YU-NO was released as an adult game on December 26, 1996, for the NEC PC-98; it was the last MS-DOS game developed by ELF. The price at the time was 9800 yen. Both floppy disk and CD-ROM versions were released; the CD-ROM edition contained arrangements of the music but was otherwise identical to the floppy edition.
YU-NO was released on the Sega Saturn console on December 4, 1997 with a recommended minimum age of 18. The price was 7800 yen, or 9800 yen bundled with a mouse. Several illustrations underneath the CD tray can only be seen after opening the game. A disk containing extra content that was later mailed out with the PC-98 version was integrated into this version. As in the Windows version, some incest references have been removed. Graphics were repainted to use more colors, animation sequences were added, the music was rearranged, character voices were added, two jewels were added (total of 10) and explicit sex scenes were removed.
The PC-98 version of the game was ported to Microsoft Windows as part of the "ELF Classics" range and released on December 22, 2000. The graphics and music are equivalent to the PC-98 version but the sexual content was removed.
An English-language fan-made translation patch for the Windows version was released in September 2011 by TLWiki. As well as the translation, it provides re-inserted voices from the Sega Saturn version, explicit sex scenes, Ryu Umemoto's original FM score and Sega Saturn CGs. Hardcore Gaming 101 praised the patch for the quality of its translation and called it "one of the finest examples of fan efforts in video gaming".
A high-definition video remake of the game was released in March 2017. It was developed by 5pb., which acquired the rights from the now-defunct ELF. It features a remixed soundtrack and new artwork redone in a different style, with Ryo Nagi of Ar Tonelico as character designer.

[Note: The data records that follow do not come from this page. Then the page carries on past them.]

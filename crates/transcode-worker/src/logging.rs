//! Structured job logging utilities.
//!
//! Keeps the `job_id` and `resolution` fields consistent across the
//! executor and the sub-task runner.

use tracing::{error, info, warn};
use transcode_models::JobId;

/// Job logger for structured logging with consistent formatting.
#[derive(Debug, Clone)]
pub struct JobLogger {
    job_id: String,
    resolution: Option<String>,
}

impl JobLogger {
    /// Logger for job-level events.
    pub fn new(job_id: &JobId) -> Self {
        Self {
            job_id: job_id.to_string(),
            resolution: None,
        }
    }

    /// Logger for one resolution of a job.
    pub fn for_resolution(job_id: &JobId, resolution: &str) -> Self {
        Self {
            job_id: job_id.to_string(),
            resolution: Some(resolution.to_string()),
        }
    }

    fn resolution_field(&self) -> &str {
        self.resolution.as_deref().unwrap_or("-")
    }

    pub fn log_start(&self, message: &str) {
        info!(
            job_id = %self.job_id,
            resolution = %self.resolution_field(),
            "Started: {}", message
        );
    }

    pub fn log_progress(&self, message: &str) {
        info!(
            job_id = %self.job_id,
            resolution = %self.resolution_field(),
            "Progress: {}", message
        );
    }

    pub fn log_warning(&self, message: &str) {
        warn!(
            job_id = %self.job_id,
            resolution = %self.resolution_field(),
            "Warning: {}", message
        );
    }

    pub fn log_error(&self, message: &str) {
        error!(
            job_id = %self.job_id,
            resolution = %self.resolution_field(),
            "Error: {}", message
        );
    }

    pub fn log_completion(&self, message: &str) {
        info!(
            job_id = %self.job_id,
            resolution = %self.resolution_field(),
            "Completed: {}", message
        );
    }

    pub fn job_id(&self) -> &str {
        &self.job_id
    }

    pub fn resolution(&self) -> Option<&str> {
        self.resolution.as_deref()
    }
}

#[cfg(test)]
mod tests {
    use super::*;

    #[test]
    fn test_job_logger_fields() {
        let job_id = JobId::from("job-123");
        let logger = JobLogger::new(&job_id);
        assert_eq!(logger.job_id(), "job-123");
        assert_eq!(logger.resolution(), None);

        let logger = JobLogger::for_resolution(&job_id, "720p");
        assert_eq!(logger.resolution(), Some("720p"));
    }
}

The decision for a new art style was made because something easier to depict in animated form was wanted, with the 2019 anime adaptation already in mind. The remake was announced in December 2014 and its release date was delayed several times – first to February 2016, then to the second quarter of 2016, then late 2016 and finally to March 2017.
An English localization was released by Spike Chunsoft on October 1, 2019 worldwide for Microsoft Windows, and in North America for Nintendo Switch and PlayStation 4; the game was released in European markets on October 4, 2019. The Switch Day 1 Edition included a side-scrolling shooting game called 8-BIT YU-NO’s Great Adventure.

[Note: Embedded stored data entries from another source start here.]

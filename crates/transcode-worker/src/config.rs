//! Worker configuration.

use std::path::PathBuf;
use std::time::Duration;

/// Worker configuration.
#[derive(Debug, Clone)]
pub struct WorkerConfig {
    /// Concurrent transcodes across all jobs in this process
    pub max_transcodes: usize,
    /// Ceiling for a single resolution transcode
    pub subtask_timeout: Duration,
    /// Idle backoff when nothing can be admitted
    pub poll_interval: Duration,
    /// Directory receiving `<job_id>_<label>.mp4` artifacts
    pub output_dir: PathBuf,
    /// Store connection attempts at startup
    pub startup_retries: u32,
    /// Delay between startup connection attempts
    pub startup_retry_delay: Duration,
    /// Graceful shutdown timeout
    pub shutdown_timeout: Duration,
    /// Prometheus listener address, disabled when unset
    pub metrics_addr: Option<String>,
}

impl Default for WorkerConfig {
    fn default() -> Self {
        Self {
            max_transcodes: 2,
            subtask_timeout: Duration::from_secs(3600), // 1 hour
            poll_interval: Duration::from_millis(1000),
            output_dir: PathBuf::from("videos"),
            startup_retries: 5,
            startup_retry_delay: Duration::from_secs(5),
            shutdown_timeout: Duration::from_secs(30),
            metrics_addr: None,
        }
    }
}

impl WorkerConfig {
    /// Create config from environment variables.
    pub fn from_env() -> Self {
        Self {
            max_transcodes: std::env::var("WORKER_MAX_TRANSCODES")
                .ok()
                .and_then(|s| s.parse().ok())
                .filter(|n| *n > 0)
                .unwrap_or(2),
            subtask_timeout: Duration::from_secs(
                std::env::var("WORKER_SUBTASK_TIMEOUT")
                    .ok()
                    .and_then(|s| s.parse().ok())
                    .unwrap_or(3600),
            ),
            poll_interval: Duration::from_millis(
                std::env::var("WORKER_POLL_INTERVAL_MS")
                    .ok()
                    .and_then(|s| s.parse().ok())
                    .unwrap_or(1000),
            ),
            output_dir: std::env::var("WORKER_OUTPUT_DIR")
                .map(PathBuf::from)
                .unwrap_or_else(|_| PathBuf::from("videos")),
            startup_retries: std::env::var("WORKER_STARTUP_RETRIES")
                .ok()
                .and_then(|s| s.parse().ok())
                .unwrap_or(5),
            startup_retry_delay: Duration::from_secs(
                std::env::var("WORKER_STARTUP_RETRY_DELAY")
                    .ok()
                    .and_then(|s| s.parse().ok())
                    .unwrap_or(5),
            ),
            shutdown_timeout: Duration::from_secs(
                std::env::var("WORKER_SHUTDOWN_TIMEOUT")
                    .ok()
                    .and_then(|s| s.parse().ok())
                    .unwrap_or(30),
            ),
            metrics_addr: std::env::var("METRICS_ADDR")
                .ok()
                .filter(|s| !s.trim().is_empty()),
        }
    }
}

#[cfg(test)]
mod tests {
    use super::*;

    #[test]
    fn test_defaults() {
        let config = WorkerConfig::default();
        assert_eq!(config.max_transcodes, 2);
        assert_eq!(config.subtask_timeout, Duration::from_secs(3600));
        assert_eq!(config.startup_retries, 5);
        assert!(config.metrics_addr.is_none());
    }

    #[test]
    fn test_blank_metrics_addr_is_disabled() {
        std::env::set_var("METRICS_ADDR", "  ");
        let config = WorkerConfig::from_env();
        std::env::remove_var("METRICS_ADDR");
        assert!(config.metrics_addr.is_none());
    }
}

As of March 2017[update], all versions of YU-NO have sold a total of over 380,820 copies in Japan.
YU-NO holds an average rating of 94 out of 100 on ErogameScape (EGS), making it the second highest-rated visual novel on the site.
According to statistics compiled by Digital Media Insider, 45,844 (30,553 CD edition, 15,291 floppy edition) copies were sold by November 30, 1997, excluding ELF's direct mail-order sales. In the 1997 annual ranking in Digital Media Insider, the CD edition was listed in 14th place, with number-one-ranked "SHOCK PRICE Mah-jongg" selling 77,102 copies, and the top-selling adult game "Sadistic King Rance" at number three, selling 72,572 copies.
YU-NO won a reader's choice award in Blitz King's "2nd Video Game Awards Grand Prix" in May 1997. The game also was ranked ninth in E-Login's "Game and Heroine of the year 1996", and fifth in Comptiq's "1st Video Game Awards Grand Prix" in 1998.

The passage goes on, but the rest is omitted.